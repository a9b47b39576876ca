//! slated: GPIO SCSI target emulator daemon
//!
//! Owns the reactor thread (bus + controllers + device map) and the
//! control-plane socket. Signals only set a flag; the reactor notices it
//! at BusFree and performs the teardown itself.

use std::path::PathBuf;
use std::process::ExitCode;
use std::sync::atomic::{AtomicBool, Ordering};
use std::sync::Arc;
use std::thread;
use std::time::Duration;

use anyhow::{bail, Context, Result};
use clap::Parser;
use log::*;

use slate_core::bus::gpio::GpioBus;
use slate_core::bus::soft::SoftBus;
use slate_core::bus::BusMode;
use slate_core::control::{ControlRequest, ControlServer, ServerState, DEFAULT_SOCKET};
use slate_core::controller::orchestrator::Orchestrator;
use slate_core::hal::board;
use slate_core::hal::gpio::RpiPins;
use slate_core::hal::systimer::SysTimer;
use slate_core::image::AccessMode;
use slate_core::targets::DeviceClass;

#[derive(Parser)]
#[command(name = "slated", version, about = "GPIO SCSI target emulator")]
#[command(after_help = r#"DEVICE SPECS:
    Positional arguments attach devices at startup, written as
    ID[:LUN]=[TYPE:]FILE, with TYPE one of hd, rm, mo, cd, dp, lp, br, hs.
    The type is inferred from the file extension when omitted.

    slated 0=harddisk.hds 2=cd:image.iso 4=dp 6=lp
"#)]
struct Args {
    /// Log level (error, warn, info, debug, trace)
    #[arg(short = 'L', long, default_value = "info")]
    log_level: String,

    /// Default image folder
    #[arg(short = 'F', long, default_value = "/var/lib/slate/images")]
    image_folder: PathBuf,

    /// Control socket path
    #[arg(short = 'P', long, default_value = DEFAULT_SOCKET)]
    socket: PathBuf,

    /// Comma-separated SCSI IDs withheld from attachment
    #[arg(short = 'r', long)]
    reserved_ids: Option<String>,

    /// Image access mode: raw, mapped or cached
    #[arg(long, default_value = "raw")]
    access_mode: String,

    /// Run against the in-memory soft bus instead of GPIO hardware
    #[arg(long)]
    soft_bus: bool,

    /// Devices to attach at startup (see DEVICE SPECS)
    attach: Vec<String>,
}

/// Written by the signal handler, watched by a bridge thread
static SIGNAL_SHUTDOWN: AtomicBool = AtomicBool::new(false);

extern "C" fn on_signal(_signum: libc::c_int) {
    SIGNAL_SHUTDOWN.store(true, Ordering::SeqCst);
}

fn install_signal_handlers() -> Result<()> {
    use nix::sys::signal::{sigaction, SaFlags, SigAction, SigHandler, SigSet, Signal};

    let action = SigAction::new(
        SigHandler::Handler(on_signal),
        SaFlags::empty(),
        SigSet::empty(),
    );
    unsafe {
        sigaction(Signal::SIGINT, &action)?;
        sigaction(Signal::SIGTERM, &action)?;
    }
    Ok(())
}

/// Best-effort SCHED_FIFO for the reactor; refusal is logged, not fatal.
fn elevate_priority() {
    let param = libc::sched_param { sched_priority: 10 };
    let rc = unsafe { libc::sched_setscheduler(0, libc::SCHED_FIFO, &raw const param) };
    if rc == 0 {
        info!("Reactor running with SCHED_FIFO priority 10");
    } else {
        warn!("Cannot set realtime priority (running unprivileged?)");
    }
}

/// Parse one `ID[:LUN]=[TYPE:]FILE` attach spec into a control request.
fn parse_attach_spec(spec: &str) -> Result<ControlRequest> {
    let (address, target) = spec
        .split_once('=')
        .with_context(|| format!("Malformed device spec '{spec}' (expected ID[:LUN]=FILE)"))?;

    let (id, lun) = match address.split_once(':') {
        Some((id, lun)) => (id.parse()?, lun.parse()?),
        None => (address.parse()?, 0),
    };

    // A bare type or leading `type:` wins; otherwise infer from the
    // file extension
    let (class, file) = if let Ok(class) = target.parse::<DeviceClass>() {
        (class, "")
    } else {
        match target.split_once(':') {
            Some((t, rest)) if t.parse::<DeviceClass>().is_ok() => {
                (t.parse::<DeviceClass>().unwrap(), rest)
            }
            _ => {
                let class = match slate_core::image::media_hint(std::path::Path::new(target)) {
                    Some(slate_core::image::MediaHint::Cd) => DeviceClass::Cd,
                    Some(slate_core::image::MediaHint::Mo) => DeviceClass::Mo,
                    _ => DeviceClass::Hd,
                };
                (class, target)
            }
        }
    };

    let file = (!file.is_empty()).then(|| PathBuf::from(file));
    if file.is_none() && class.block_device() && class != DeviceClass::Rm {
        bail!("Device spec '{spec}' needs an image file");
    }

    Ok(ControlRequest::Attach {
        id,
        lun,
        class,
        file,
        block_size: None,
        name: None,
    })
}

fn run(args: &Args) -> Result<()> {
    let access_mode: AccessMode = args
        .access_mode
        .parse()
        .map_err(|_| anyhow::anyhow!("Unknown access mode '{}'", args.access_mode))?;

    let shutdown = Arc::new(AtomicBool::new(false));
    install_signal_handlers()?;
    {
        // Bridge the async-signal flag into the reactor's shutdown flag
        let shutdown = shutdown.clone();
        thread::spawn(move || loop {
            if SIGNAL_SHUTDOWN.load(Ordering::SeqCst) {
                shutdown.store(true, Ordering::SeqCst);
                return;
            }
            thread::sleep(Duration::from_millis(100));
        });
    }

    let (actions_tx, actions_rx) = crossbeam_channel::unbounded();
    let mut state = ServerState::new(args.image_folder.clone(), access_mode, actions_tx);

    if let Some(reserved) = &args.reserved_ids {
        let ids: Vec<u8> = reserved
            .split(',')
            .filter(|s| !s.is_empty())
            .map(str::parse)
            .collect::<Result<_, _>>()
            .context("Malformed reserved ID list")?;
        state
            .apply(&ControlRequest::ReservedIds { ids: Some(ids) })
            .map_err(|e| anyhow::anyhow!("{e}"))?;
    }

    for spec in &args.attach {
        let request = parse_attach_spec(spec)?;
        state
            .apply(&request)
            .map_err(|e| anyhow::anyhow!("Cannot attach '{spec}': {e}"))?;
    }

    let mut server = ControlServer::new(&args.socket);
    server.start()?;

    elevate_priority();

    if args.soft_bus {
        warn!("Soft bus selected: no hardware, monitor/testing operation only");
        let mut orchestrator = Orchestrator::new(
            SoftBus::new(),
            state,
            server.receiver(),
            actions_rx,
            shutdown,
        );
        orchestrator.run()?;
    } else {
        let pins = RpiPins::new(board::STANDARD)
            .context("Cannot open the GPIO interface (is this a Pi, and are we privileged?)")?;
        let soc = slate_core::hal::board::SocProfile::detect();
        let timer = SysTimer::new(&soc);
        let bus = GpioBus::new(pins, timer, BusMode::Target);
        let mut orchestrator =
            Orchestrator::new(bus, state, server.receiver(), actions_rx, shutdown);
        orchestrator.run()?;
    }

    server.stop();
    info!("slated exiting");
    Ok(())
}

fn main() -> ExitCode {
    let args = Args::parse();

    env_logger::Builder::new()
        .parse_filters(&args.log_level)
        .format_timestamp_millis()
        .init();

    info!("slated {} starting", slate_core::build_version());

    match run(&args) {
        Ok(()) => ExitCode::SUCCESS,
        Err(e) => {
            // Startup failures (no /dev/mem, no GPIO) abort with a
            // diagnostic
            error!("{e:#}");
            ExitCode::FAILURE
        }
    }
}

#[cfg(test)]
mod tests {
    use super::*;

    #[test]
    fn attach_spec_with_explicit_type() {
        let req = parse_attach_spec("2:1=cd:image.iso").unwrap();
        let ControlRequest::Attach { id, lun, class, file, .. } = req else {
            panic!("wrong request");
        };
        assert_eq!((id, lun), (2, 1));
        assert_eq!(class, DeviceClass::Cd);
        assert_eq!(file.unwrap(), PathBuf::from("image.iso"));
    }

    #[test]
    fn attach_spec_infers_from_extension() {
        let req = parse_attach_spec("0=disk.hds").unwrap();
        let ControlRequest::Attach { id, class, .. } = req else {
            panic!("wrong request");
        };
        assert_eq!(id, 0);
        assert_eq!(class, DeviceClass::Hd);

        let req = parse_attach_spec("3=image.iso").unwrap();
        let ControlRequest::Attach { class, .. } = req else {
            panic!("wrong request");
        };
        assert_eq!(class, DeviceClass::Cd);
    }

    #[test]
    fn attach_spec_fileless_devices() {
        for spec in ["4=dp", "4=dp:"] {
            let req = parse_attach_spec(spec).unwrap();
            let ControlRequest::Attach { class, file, .. } = req else {
                panic!("wrong request");
            };
            assert_eq!(class, DeviceClass::Dp);
            assert!(file.is_none());
        }
    }

    #[test]
    fn attach_spec_rejects_garbage() {
        assert!(parse_attach_spec("nonsense").is_err());
        assert!(parse_attach_spec("0=").is_err());
    }
}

→ **ASSIGNMENT**:
Your answer should be each line from the preceding material in which the word "RpiPins" occurs.

→ **WRITTEN ANSWER**:
use slate_core::hal::gpio::RpiPins;
        let pins = RpiPins::new(board::STANDARD)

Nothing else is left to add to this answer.